Blog: http://highscalability.com/blog/2012/4/5/big-data-counting-how-to-count-a-billion-distinct-objects-us.html

Blog: http://bit.ly/IzFnPJ (This is originally http://amatsukawa.posterous.com/heavy-hitter-detection but I failed to open this page anymore so I sent you the google cache version)

Blog: http://blog.getprismatic.com/blog/2012/4/9/how-prismatic-deals-with-data-storage-and-aggregation.html

Paper: http://www.vldb.org/conf/2002/S10P03.pdf

These three blogs discuss essentially the same thing with slightly different perspective: It's surprisingly hard to count unique occurrences in a stream if you have, say, a billion objects you want to count - An accurate naive count could take even 45Gb of RAM. But very accurate estimates can give you the count up to +/- 3% with as little as 512 bytes. The first has code in Java, the second takes the more mathematical/algorithmic standpoint, while the third gives a general overview of an architecture, with code in Clojure, to enable map reduce on such problems. The Editor is reminded of a similar, NLP-related problem (and its solution) for pruning the lowest counts probabilistically from a stream in a scalable way: That's the fourth link (paper).

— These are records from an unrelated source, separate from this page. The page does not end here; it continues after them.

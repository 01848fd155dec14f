use std::{
    path::PathBuf,
    time::{Duration, Instant},
};

use anyhow::{Context, Result};
use clap::Parser;
use qlearn_path_core::{
    Coord, LocationKey,
    config::RunConfig,
    environment::{Environment, load_tiles_from_string},
    map::GridCodec,
    path::{PathFinder, Step, WalkPolicy},
    q_table::QTable,
    search::a_star_path,
    training::explore,
};
use rand::{SeedableRng, rngs::StdRng};

mod matprint;
mod watch;

use matprint::TableStyle;

#[derive(Parser, Debug)]
#[command(
    version,
    about = "Find the shortest path across a grid world with Q-learning",
    long_about = None
)]
struct Args {
    /// Map file to load instead of generating a random grid
    #[arg(short, long, value_name = "MAP_FILE")]
    map: Option<PathBuf>,
    /// Rows of the generated grid
    #[arg(long)]
    rows: Option<usize>,
    /// Columns of the generated grid
    #[arg(long)]
    cols: Option<usize>,
    /// Exploration rounds used to train the Q-table
    #[arg(short, long)]
    rounds: Option<usize>,
    /// Step cap for the path walk
    #[arg(long)]
    max_iterations: Option<usize>,
    /// Discount factor
    #[arg(short, long)]
    gamma: Option<f64>,
    /// Random seed
    #[arg(short, long)]
    seed: Option<u64>,
    #[arg(long)]
    start_row: Option<usize>,
    #[arg(long)]
    start_col: Option<usize>,
    /// Keep updating the Q-table while walking the path
    #[arg(long)]
    learn_during_walk: bool,
    /// Print the reward matrix
    #[arg(long)]
    show_rewards: bool,
    /// Print the trained Q-table
    #[arg(long)]
    show_q: bool,
    /// Decimal places for printed matrices
    #[arg(long, default_value_t = 0)]
    precision: usize,
    /// Print matrices without row and column labels
    #[arg(long)]
    no_headers: bool,
    /// Trace every path step on stderr
    #[arg(short, long)]
    verbose: bool,
    /// Replay the learned path in the terminal
    #[arg(short, long)]
    watch: bool,
}

impl Args {
    /// Overlays the given flags on the default configuration.
    fn config(&self) -> RunConfig {
        let defaults = RunConfig::default();
        RunConfig {
            rows: self.rows.unwrap_or(defaults.rows),
            cols: self.cols.unwrap_or(defaults.cols),
            rounds: self.rounds.unwrap_or(defaults.rounds),
            max_iterations: self.max_iterations.unwrap_or(defaults.max_iterations),
            gamma: self.gamma.unwrap_or(defaults.gamma),
            seed: self.seed.unwrap_or(defaults.seed),
            start: Coord {
                row: self.start_row.unwrap_or(defaults.start.row),
                col: self.start_col.unwrap_or(defaults.start.col),
            },
            walk_policy: if self.learn_during_walk {
                WalkPolicy::Learning
            } else {
                defaults.walk_policy
            },
        }
    }
}

fn main() -> Result<()> {
    let args = Args::parse();
    let config = args.config();
    let mut rng = StdRng::seed_from_u64(config.seed);

    println!("Q-Learning: Finding the shortest path");

    let environment = match &args.map {
        Some(map_file) => {
            let map_string = std::fs::read_to_string(map_file)
                .with_context(|| format!("Failed to read map file {}", map_file.display()))?;
            let tiles = load_tiles_from_string(&map_string)
                .with_context(|| format!("Failed to parse map {}", map_file.display()))?;
            Environment::from_tiles(tiles).context("Failed to build environment from map")?
        }
        None => {
            config.validate().context("Invalid configuration")?;
            Environment::create(config.rows, config.cols, &mut rng)
                .context("Failed to create environment")?
        }
    };
    config
        .validate_for(environment.codec())
        .context("Invalid configuration")?;

    let headers = !args.no_headers;
    let style = TableStyle::default()
        .precision(args.precision)
        .headers(headers, headers);
    let tile_values = environment.tiles().map(|tile| tile.value());
    println!("Tiles:");
    print!("{}", style.clone().precision(0).render(&tile_values));
    if args.show_rewards {
        println!("Rewards:");
        print!("{}", style.render(environment.rewards()));
    }

    let mut qtable = QTable::for_environment(&environment);
    let started = Instant::now();
    let stats = explore(
        &environment,
        &mut qtable,
        config.gamma,
        config.rounds,
        &mut rng,
    );
    let training_time = started.elapsed();
    if stats.skipped > 0 {
        eprintln!(
            "Warning: {} of {} exploration rounds hit a cell with no available actions",
            stats.skipped, stats.rounds
        );
    }
    if args.show_q {
        println!("Q-table:");
        print!("{}", style.render(qtable.as_grid()));
    }

    let codec = environment.codec();
    let start = config.start_key(codec);
    let policy = config.walk_policy;
    let finder = PathFinder::new(config.gamma, config.max_iterations).with_policy(policy);
    let trace = |step: &Step<'_>| {
        if args.verbose {
            eprintln!(
                "{}",
                environment.describe_actions(step.state.location, step.available)
            );
            eprintln!(
                "Best ({}): {} choices, took {}{}",
                step.best_value,
                step.best.len(),
                step.chosen.location,
                codec.coords(step.chosen.location)
            );
        }
    };
    let started = Instant::now();
    let result = finder.find_shortest_path_with(&environment, &mut qtable, start, &mut rng, trace);
    let walk_time = started.elapsed();

    let path = match result {
        Ok(path) => path,
        Err(err) => {
            eprintln!("Partial path: {}", format_path(codec, err.path()));
            return Err(err).context(format!(
                "No path from {} to {}",
                config.start,
                codec.coords(environment.goal())
            ));
        }
    };

    println!(
        "Shortest path from {} to {} ({} steps):",
        config.start,
        codec.coords(environment.goal()),
        path.len() - 1
    );
    println!("{}", format_path(codec, &path));
    if let Some(optimal) = a_star_path(&environment, start) {
        println!("Exact search: {} steps", optimal.len() - 1);
    }
    println!(
        "Explored {} rounds in {:?}, walked path in {:?}",
        stats.rounds, training_time, walk_time
    );

    if args.watch {
        watch::watch(&environment, &path, Duration::from_millis(250))?;
    }

    Ok(())
}

fn format_path(codec: GridCodec, path: &[LocationKey]) -> String {
    path.iter()
        .map(|key| codec.coords(*key).to_string())
        .collect::<Vec<_>>()
        .join(" -> ")
}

Google shows us its big data architectures Big Data

Slides: http://static.googleusercontent.com/external_content/untrusted_dlcp/research.google.com/en/us/people/jeff/Berkeley-Latency-Mar2012.pdf

Talk (1:25 hours): http://stanford-online.stanford.edu/courses/ee380/101110-ee380-300.asx

Revisiting our recurrent theme of long tail effects and large scale architectures, these two separate talks by Jeff Dean, chief infrastructure scientist for Google (one is a link from a link I sent last week) cover what Google does (again, fan-out architectures and so on) to deal with issues of handling massive volume while maintaining rapid responses.

Can a snake eat an elephant? Big Data Python
Talk (49 min): http://www.kdnuggets.com/2012/04/python-for-big-data.html
Overview of Hadoop, NumPy, SciPy and how they play together in the python environment. It's mainly a higher-level feature review, with some nice simple code examples he flashes through just to explain the concepts. The Editor, admittedly not being a huge hadoop+python user himself, learned some new stuff from it.

Full bodied with a hint of Naive Bayes NLP

Blog: http://languagelog.ldc.upenn.edu/nll/?p=3887

Apparently it's a common knowledge among oenophiles that wine should not taste like grape. But did you know it's really good for wine to taste like bananas, or Filet Mignon? This analysis of wine reviews attaches sentiment to each term. Don't miss the comments (where I stole the tag line from).

Israeli Association of Grid Technologies Meetup Event Big Data
Thanks to Matan Zinger of 3i-Mind!
Meetup: http://www.meetup.com/IGTCloud/
This grid/cloud computing focus group holds tons of Meetups apparently. The Editor is in exile and therefor unable to attend, but he trusts Matan enough (as should you) to feel unfortunate about that.

World's first Data Science Hackathon Event
Site: http://datasciencehackathon.com/hello-world/
Next Thursday, April 19th, Data Science London is holding a data science hackathon/competition around the world (participation can be by arrival to several worldwide destinations or online via Kaggle.com, all events start simultaneously at 1pm GMT). The Editor would've went to the NY event if he hadn't had enough of hackathons for the time being after attending HackNY, but would love to co-operate with people from the linkshare group if any of your are interested.

Regards,
Nimrod